** Opening Source data block **

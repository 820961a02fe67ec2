//! OS signal handling.
//!
//! # Design Decisions
//! - Uses Tokio's signal handling (async-safe)
//! - SIGINT everywhere, SIGTERM on unix

/// Resolve when the process is asked to stop.
pub async fn wait_for_signal() {
    let ctrl_c = async {
        if let Err(e) = tokio::signal::ctrl_c().await {
            tracing::error!(error = %e, "Failed to listen for Ctrl+C");
            std::future::pending::<()>().await;
        }
    };

    #[cfg(unix)]
    let terminate = async {
        use tokio::signal::unix::{signal, SignalKind};
        match signal(SignalKind::terminate()) {
            Ok(mut sigterm) => {
                sigterm.recv().await;
            }
            Err(e) => {
                tracing::error!(error = %e, "Failed to install SIGTERM handler");
                std::future::pending::<()>().await;
            }
        }
    };

    #[cfg(not(unix))]
    let terminate = std::future::pending::<()>();

    tokio::select! {
        _ = ctrl_c => {}
        _ = terminate => {}
    }
    tracing::info!("Shutdown signal received");
}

** Closing Source data block **

### [Exercise directions]
Restate the records word for word, leaving nothing out.

### [Response to this exercise]
repository 820961a02fe67ec2
//! OS signal handling.
//!
//! # Design Decisions
//! - Uses Tokio's signal handling (async-safe)
//! - SIGINT everywhere, SIGTERM on unix

/// Resolve when the process is asked to stop.
pub async fn wait_for_signal() {
    let ctrl_c = async {
        if let Err(e) = tokio::signal::ctrl_c().await {
            tracing::error!(error = %e, "Failed to listen for Ctrl+C");
            std::future::pending::<()>().await;
        }
    };

    #[cfg(unix)]
    let terminate = async {
        use tokio::signal::unix::{signal, SignalKind};
        match signal(SignalKind::terminate()) {
            Ok(mut sigterm) => {
                sigterm.recv().await;
            }
            Err(e) => {
                tracing::error!(error = %e, "Failed to install SIGTERM handler");
                std::future::pending::<()>().await;
            }
        }
    };

    #[cfg(not(unix))]
    let terminate = std::future::pending::<()>();

    tokio::select! {
        _ = ctrl_c => {}
        _ = terminate => {}
    }
    tracing::info!("Shutdown signal received");
}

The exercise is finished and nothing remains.